The Diocesan Dialogue
Current Issue
April 2008
Written in a war zone
by the Rev. Carl Walter Wright, Chaplain Major, USAF
Previously published in the Diocese of Northern California Missionary.

Fr. Carl (as his troops call him)
baptizes a soldier in the Persian Gulf
near Camp Patriot in Kuwait. The soldier's
expression reflects the poignancy
Fr. Carl experienced each day in the war. Photo courtesy Fr. Carl Wright.
"Done been in de storm. So long... Done been in de storm. So long children. Been in de storm so long... Give me a little time to pray."
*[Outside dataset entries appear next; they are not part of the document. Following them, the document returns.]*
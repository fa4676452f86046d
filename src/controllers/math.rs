//! Square root controller
//!
//! `/app/sqrt?number=16` answers with the square root of the number.
//! The parameter is declared as a string and parsed inside the handler:
//! a negative or malformed number produces an error message in the
//! response body, never a handler fault.

use std::sync::Arc;

use crate::routing::binder::{ParamSpec, Value};
use crate::routing::registry::{Controller, HandlerResult, RouteDef};

pub struct SqrtService;

impl SqrtService {
    #[must_use]
    pub const fn new() -> Self {
        Self
    }

    #[allow(clippy::unused_self)]
    fn calculate_square_root(&self, args: &[Value]) -> HandlerResult {
        let number = args
            .first()
            .and_then(Value::as_str)
            .ok_or("missing `number` argument")?;

        match number.parse::<f64>() {
            Ok(num) if num < 0.0 => Ok("Error: El número no puede ser negativo.".to_owned()),
            Ok(num) => Ok(format!(
                "La raíz cuadrada de {} es {}",
                format_double(num),
                format_double(num.sqrt())
            )),
            Err(_) => Ok("Error: Por favor ingrese un número válido.".to_owned()),
        }
    }
}

/// Render a double with at least one decimal place, so `16` reads as
/// `16.0` and its root as `4.0`.
fn format_double(value: f64) -> String {
    if value.is_finite() && value.fract() == 0.0 {
        format!("{value:.1}")
    } else {
        value.to_string()
    }
}

impl Default for SqrtService {
    fn default() -> Self {
        Self::new()
    }
}

impl Controller for SqrtService {
    fn name(&self) -> &'static str {
        "SqrtService"
    }

    fn routes(self: Arc<Self>) -> Vec<RouteDef> {
        let sqrt = self;
        vec![RouteDef {
            path: "/app/sqrt",
            params: vec![ParamSpec::string("number", "25")],
            handler: Arc::new(move |args| sqrt.calculate_square_root(args)),
        }]
    }
}

#[cfg(test)]
mod tests {
    use super::*;

    fn call(raw: &str) -> String {
        SqrtService::new()
            .calculate_square_root(&[Value::Str(raw.to_owned())])
            .unwrap()
    }

    #[test]
    fn test_sqrt_of_sixteen() {
        let body = call("16");
        assert!(body.contains("16.0"), "body: {body}");
        assert!(body.contains("4.0"), "body: {body}");
    }

    #[test]
    fn test_default_is_twenty_five() {
        let body = call("25");
        assert!(body.contains("5.0"), "body: {body}");
    }

    #[test]
    fn test_negative_number_message() {
        let body = call("-5");
        assert!(body.contains("negativo"), "body: {body}");
    }

    #[test]
    fn test_malformed_number_message() {
        let body = call("abc");
        assert!(body.contains("válido"), "body: {body}");
    }

    #[test]
    fn test_fractional_result() {
        let body = call("2");
        assert!(body.contains("2.0"), "body: {body}");
        assert!(body.contains("1.41"), "body: {body}");
    }

    #[test]
    fn test_format_double() {
        assert_eq!(format_double(16.0), "16.0");
        assert_eq!(format_double(4.0), "4.0");
        assert_eq!(format_double(2.25), "2.25");
    }
}
//! End-to-end tests: run a real server on an ephemeral port and speak raw
//! HTTP over plain TCP sockets, one request per connection.

use std::net::SocketAddr;
use std::sync::Arc;

use tokio::io::{AsyncReadExt, AsyncWriteExt};
use tokio::net::TcpStream;
use tokio::sync::Notify;

use rutas::config::{AppState, Config};
use rutas::controllers;
use rutas::routing::dispatcher::Dispatcher;
use rutas::server::Server;

const INDEX_HTML: &[u8] = b"<html><body><h1>Bienvenido</h1></body></html>";
const STYLE_CSS: &[u8] = b"h1 { color: steelblue; }";

struct TestServer {
    addr: SocketAddr,
    shutdown: Arc<Notify>,
    handle: tokio::task::JoinHandle<()>,
    _docroot: tempfile::TempDir,
}

impl TestServer {
    async fn start() -> Self {
        Self::start_with_workers(10).await
    }

    async fn start_with_workers(workers: usize) -> Self {
        let docroot = tempfile::TempDir::new().unwrap();
        std::fs::write(docroot.path().join("index.html"), INDEX_HTML).unwrap();
        std::fs::write(docroot.path().join("style.css"), STYLE_CSS).unwrap();

        let mut cfg = Config::load_from("no-such-config-file").unwrap();
        cfg.server.port = 0;
        cfg.server.workers = workers;
        cfg.logging.access_log = false;
        cfg.routing.document_root = docroot.path().display().to_string();

        let registry = controllers::build_registry();
        let state = Arc::new(AppState::new(cfg, Dispatcher::new(registry)));
        let server = Server::bind(state).unwrap();
        let addr = server.local_addr().unwrap();

        let shutdown = Arc::new(Notify::new());
        let serve_shutdown = Arc::clone(&shutdown);
        let handle = tokio::spawn(async move {
            server.serve(serve_shutdown).await.unwrap();
        });

        Self {
            addr,
            shutdown,
            handle,
            _docroot: docroot,
        }
    }

    async fn request(&self, method: &str, target: &str) -> String {
        let mut stream = TcpStream::connect(self.addr).await.unwrap();
        let raw = format!("{method} {target} HTTP/1.0\r\nHost: localhost\r\n\r\n");
        stream.write_all(raw.as_bytes()).await.unwrap();

        let mut response = Vec::new();
        stream.read_to_end(&mut response).await.unwrap();
        String::from_utf8_lossy(&response).into_owned()
    }

    async fn stop(self) {
        self.shutdown.notify_one();
        self.handle.await.unwrap();
    }
}

fn body_of(response: &str) -> &str {
    response
        .split_once("\r\n\r\n")
        .map_or("", |(_, body)| body)
}

#[tokio::test]
async fn test_static_file_with_content_length() {
    let server = TestServer::start().await;

    let response = server.request("GET", "/index.html").await;
    assert!(response.starts_with("HTTP/1.1 200 OK"));
    assert!(response.contains("Content-type: text/html"));
    assert!(response.contains(&format!("Content-length: {}", INDEX_HTML.len())));
    assert_eq!(body_of(&response).as_bytes(), INDEX_HTML);

    let response = server.request("GET", "/style.css").await;
    assert!(response.contains("Content-type: text/css"));
    assert!(response.contains(&format!("Content-length: {}", STYLE_CSS.len())));

    server.stop().await;
}

#[tokio::test]
async fn test_missing_static_file_is_404() {
    let server = TestServer::start().await;

    let response = server.request("GET", "/missing.html").await;
    assert!(response.starts_with("HTTP/1.1 404 Not Found"));
    assert_eq!(body_of(&response), "");

    server.stop().await;
}

#[tokio::test]
async fn test_non_get_method_is_405() {
    let server = TestServer::start().await;

    for target in ["/index.html", "/app/hello"] {
        let response = server.request("DELETE", target).await;
        assert!(
            response.starts_with("HTTP/1.1 405 Method Not Allowed"),
            "target {target}: {response}"
        );
    }

    server.stop().await;
}

#[tokio::test]
async fn test_hello_route_binds_name() {
    let server = TestServer::start().await;
    let greetings = [
        "Hello",
        "Hi",
        "Greetings",
        "Salutations",
        "Howdy",
        "Hola",
        "Bonjour",
    ];

    let response = server.request("GET", "/app/hello?name=JohnDoe").await;
    assert!(response.starts_with("HTTP/1.1 200 OK"));
    assert!(response.contains("Content-type: text/plain"));
    let body = body_of(&response);
    assert!(body.contains("JohnDoe"), "body: {body}");
    assert!(greetings.iter().any(|g| body.contains(g)), "body: {body}");

    // Without the parameter the declared default applies
    let response = server.request("GET", "/app/hello").await;
    assert!(body_of(&response).contains("Estimad@"));

    server.stop().await;
}

#[tokio::test]
async fn test_sqrt_route() {
    let server = TestServer::start().await;

    let response = server.request("GET", "/app/sqrt?number=16").await;
    assert!(response.starts_with("HTTP/1.1 200 OK"));
    assert!(body_of(&response).contains("4.0"));

    let response = server.request("GET", "/app/sqrt?number=-5").await;
    assert!(response.starts_with("HTTP/1.1 200 OK"));
    assert!(body_of(&response).contains("negativo"));

    let response = server.request("GET", "/app/sqrt?number=abc").await;
    assert!(response.starts_with("HTTP/1.1 200 OK"));
    assert!(body_of(&response).contains("v\u{e1}lido"));

    server.stop().await;
}

#[tokio::test]
async fn test_unknown_dynamic_route_is_404() {
    let server = TestServer::start().await;

    let response = server.request("GET", "/app/no-such-service").await;
    assert!(response.starts_with("HTTP/1.1 404 Not Found"));

    server.stop().await;
}

#[tokio::test]
async fn test_dynamic_response_omits_content_length() {
    let server = TestServer::start().await;

    let response = server.request("GET", "/app/randomGreeting").await;
    assert!(response.starts_with("HTTP/1.1 200 OK"));
    assert!(!response.contains("Content-length"));

    server.stop().await;
}

#[tokio::test(flavor = "multi_thread", worker_threads = 2)]
async fn test_shutdown_is_prompt_when_pool_is_saturated() {
    let server = TestServer::start_with_workers(1).await;
    let addr = server.addr;

    // Occupy the only worker with a request that never finishes its headers
    let mut busy = TcpStream::connect(addr).await.unwrap();
    busy.write_all(b"GET /index.html HTTP/1.0\r\n")
        .await
        .unwrap();

    // A second connection gets accepted and then queues for a free worker
    let queued = TcpStream::connect(addr).await.unwrap();
    tokio::time::sleep(std::time::Duration::from_millis(100)).await;

    // Shutdown must not wait for the stalled worker's read timeout
    server.shutdown.notify_one();
    tokio::time::timeout(std::time::Duration::from_secs(2), server.handle)
        .await
        .expect("accept loop did not exit after shutdown")
        .unwrap();

    drop(queued);
    drop(busy);
}

#[tokio::test(flavor = "multi_thread", worker_threads = 4)]
async fn test_concurrent_static_requests_are_isolated() {
    let server = TestServer::start().await;
    let addr = server.addr;

    let mut tasks = Vec::new();
    for _ in 0..8 {
        tasks.push(tokio::spawn(async move {
            let mut stream = TcpStream::connect(addr).await.unwrap();
            stream
                .write_all(b"GET /index.html HTTP/1.0\r\nHost: localhost\r\n\r\n")
                .await
                .unwrap();
            let mut response = Vec::new();
            stream.read_to_end(&mut response).await.unwrap();
            String::from_utf8_lossy(&response).into_owned()
        }));
    }

    let mut responses = Vec::new();
    for task in tasks {
        responses.push(task.await.unwrap());
    }

    for response in &responses {
        assert!(response.starts_with("HTTP/1.1 200 OK"));
        assert_eq!(body_of(response).as_bytes(), INDEX_HTML);
    }
    assert!(responses.windows(2).all(|w| w[0] == w[1]));

    server.stop().await;
}
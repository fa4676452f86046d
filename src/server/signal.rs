// Signal handling module
//
// SIGTERM and SIGINT both trigger graceful shutdown: the accept loop is
// notified and closes the listener; in-flight connections finish.

use std::sync::Arc;
use tokio::sync::Notify;

/// Start signal handlers (Unix)
#[cfg(unix)]
pub fn start_signal_handler(shutdown: Arc<Notify>) {
    use tokio::signal::unix::{signal, SignalKind};

    tokio::spawn(async move {
        let mut sigterm =
            signal(SignalKind::terminate()).expect("Failed to register SIGTERM handler");
        let mut sigint =
            signal(SignalKind::interrupt()).expect("Failed to register SIGINT handler");

        tokio::select! {
            _ = sigterm.recv() => {
                println!("\n[SIGNAL] SIGTERM received, initiating shutdown");
            }
            _ = sigint.recv() => {
                println!("\n[SIGNAL] SIGINT received (Ctrl+C), initiating shutdown");
            }
        }

        shutdown.notify_one();
    });
}

/// Windows fallback - only handles Ctrl+C
#[cfg(not(unix))]
pub fn start_signal_handler(shutdown: Arc<Notify>) {
    tokio::spawn(async move {
        if let Ok(()) = tokio::signal::ctrl_c().await {
            println!("\n[SIGNAL] Ctrl+C received, initiating shutdown");
            shutdown.notify_one();
        }
    });
}
//! rutas - a minimal HTTP server with static files and declarative GET routes
//!
//! Requests under the configured dynamic prefix (default `/app`) are dispatched
//! to handler functions registered through controller route tables, with
//! query-string parameters bound to typed arguments. Everything else is served
//! from the document root as static bytes. One request per connection, GET only.

pub mod config;
pub mod controllers;
pub mod handler;
pub mod http;
pub mod logger;
pub mod routing;
pub mod server;
use env_logger::Env;
use eco_products::{
    configuration::{get_configuration, ScraperSettings},
    services::{scrape_products, HttpFetcher},
};

// Runs a single scrape and prints every record, one JSON object per line.
#[tokio::main]
async fn main() -> anyhow::Result<()> {
    env_logger::Builder::from_env(Env::default().default_filter_or("info")).init();

    let settings = match get_configuration() {
        Ok(configuration) => configuration.scraper,
        Err(e) => {
            log::warn!("No usable configuration ({}), using scraper defaults", e);
            ScraperSettings::default()
        }
    };

    let fetcher = HttpFetcher::new(&settings)?;
    let products = scrape_products(&fetcher).await;

    for product in products.iter() {
        println!("{}", serde_json::to_string(product)?);
    }

    if products.iter().all(|p| p.is_sample()) {
        log::warn!("Live scrape produced nothing, printed sample data");
    }

    Ok(())
}
use std::time::Duration;

use serde::Deserialize;
use serde_aux::field_attributes::deserialize_number_from_string;

pub const DEFAULT_TARGET_URL: &str = "https://earthhero.com/collections/all";
pub const DEFAULT_TIMEOUT_SECS: u64 = 10;
pub const DEFAULT_USER_AGENT: &str = "Mozilla/5.0 (Windows NT 10.0; Win64; x64) AppleWebKit/537.36 (KHTML, like Gecko) Chrome/124.0.0.0 Safari/537.36";

#[derive(Deserialize, Clone, Debug)]
pub struct Settings {
    pub application: ApplicationSettings,
    #[serde(default)]
    pub scraper: ScraperSettings,
}

#[derive(Deserialize, Clone, Debug)]
pub struct ApplicationSettings {
    pub host: String,
    #[serde(deserialize_with = "deserialize_number_from_string")]
    pub port: u16,
}

#[derive(Deserialize, Clone, Debug)]
pub struct ScraperSettings {
    #[serde(default = "default_target_url")]
    pub target_url: String,
    #[serde(
        default = "default_timeout_secs",
        deserialize_with = "deserialize_number_from_string"
    )]
    pub timeout_secs: u64,
    #[serde(default = "default_user_agent")]
    pub user_agent: String,
}

impl ScraperSettings {
    pub fn timeout(&self) -> Duration {
        Duration::from_secs(self.timeout_secs)
    }
}

impl Default for ScraperSettings {
    fn default() -> Self {
        ScraperSettings {
            target_url: default_target_url(),
            timeout_secs: DEFAULT_TIMEOUT_SECS,
            user_agent: default_user_agent(),
        }
    }
}

fn default_target_url() -> String {
    DEFAULT_TARGET_URL.to_string()
}

fn default_timeout_secs() -> u64 {
    DEFAULT_TIMEOUT_SECS
}

fn default_user_agent() -> String {
    DEFAULT_USER_AGENT.to_string()
}

pub enum Environment {
    Local,
    Production,
}

impl Environment {
    pub fn as_str(&self) -> &'static str {
        match self {
            Environment::Local => "local",
            Environment::Production => "production",
        }
    }
}

impl TryFrom<String> for Environment {
    type Error = String;

    fn try_from(s: String) -> Result<Self, Self::Error> {
        match s.to_lowercase().as_str() {
            "local" => Ok(Self::Local),
            "production" => Ok(Self::Production),
            other => Err(format!(
                "{} is not a supported environment. Use either `local` or `production`.",
                other
            )),
        }
    }
}

/// Reads `configuration/base.yaml`, the file for the current `APP_ENVIRONMENT`
/// and finally any `APP_*` environment variables, later sources winning.
pub fn get_configuration() -> Result<Settings, config::ConfigError> {
    let base_path =
        std::env::current_dir().map_err(|e| config::ConfigError::Foreign(Box::new(e)))?;
    let configuration_directory = base_path.join("configuration");

    let environment: Environment = std::env::var("APP_ENVIRONMENT")
        .unwrap_or_else(|_| "local".into())
        .try_into()
        .map_err(config::ConfigError::Message)?;
    let environment_filename = format!("{}.yaml", environment.as_str());

    let settings = config::Config::builder()
        .add_source(config::File::from(configuration_directory.join("base.yaml")))
        .add_source(
            config::File::from(configuration_directory.join(environment_filename)).required(false),
        )
        .add_source(
            config::Environment::with_prefix("APP")
                .prefix_separator("_")
                .separator("__"),
        )
        .build()?;

    settings.try_deserialize::<Settings>()
}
This Negro spiritual, recorded by the late, great Marian
Anderson, is what came to my mind this morning as I was walking back to the chapel from loading yet another dead soldier on an aircraft. When troops are killed, we do a ramp ceremony or "Patriot Ceremony," as we like to call it: simple prayers to give our fallen comrade back to God. This one got to me. I'd been there when he arrived at the hospital, probably dead on arrival, from yet another IED (improvised explosive device) attack. All of one leg and most of the other were blown off. The surgeon surmised that Johnny (a pseudonym) bled to death sooner than they could get him here to the air base.
I'm not sure what got to me most. Was it all the blood on my right hand from Johnny's head, and Lady Macbeth's "damned spot" which wouldn't come out? Was it the glazed-over look in the eyes of all the boys in his platoon? Was it the towering presence of his First Sergeant, who seemed larger than a California redwood tree? Was it the raw emotional display of his young Captain? Was it the sadness and sense of defeat on the faces of the medics? Or, was it the sight of well over 100 troops at dawn marching in two columns out to render a final salute to Johnny? No, moving though they were, it wasn't any of these things that got to me. It was the news that Johnny was 20 years old, had just gotten married before going off to war, and had an 11- month old baby he will never see! That news was almost unbearable. I wept. His death may be honorable, but it makes no sense. Twenty-year old, newly wed fathers shouldn't die. Right now, although I've been here barely two months, I feel like I've been in the war too long. "Give me a little time to pray."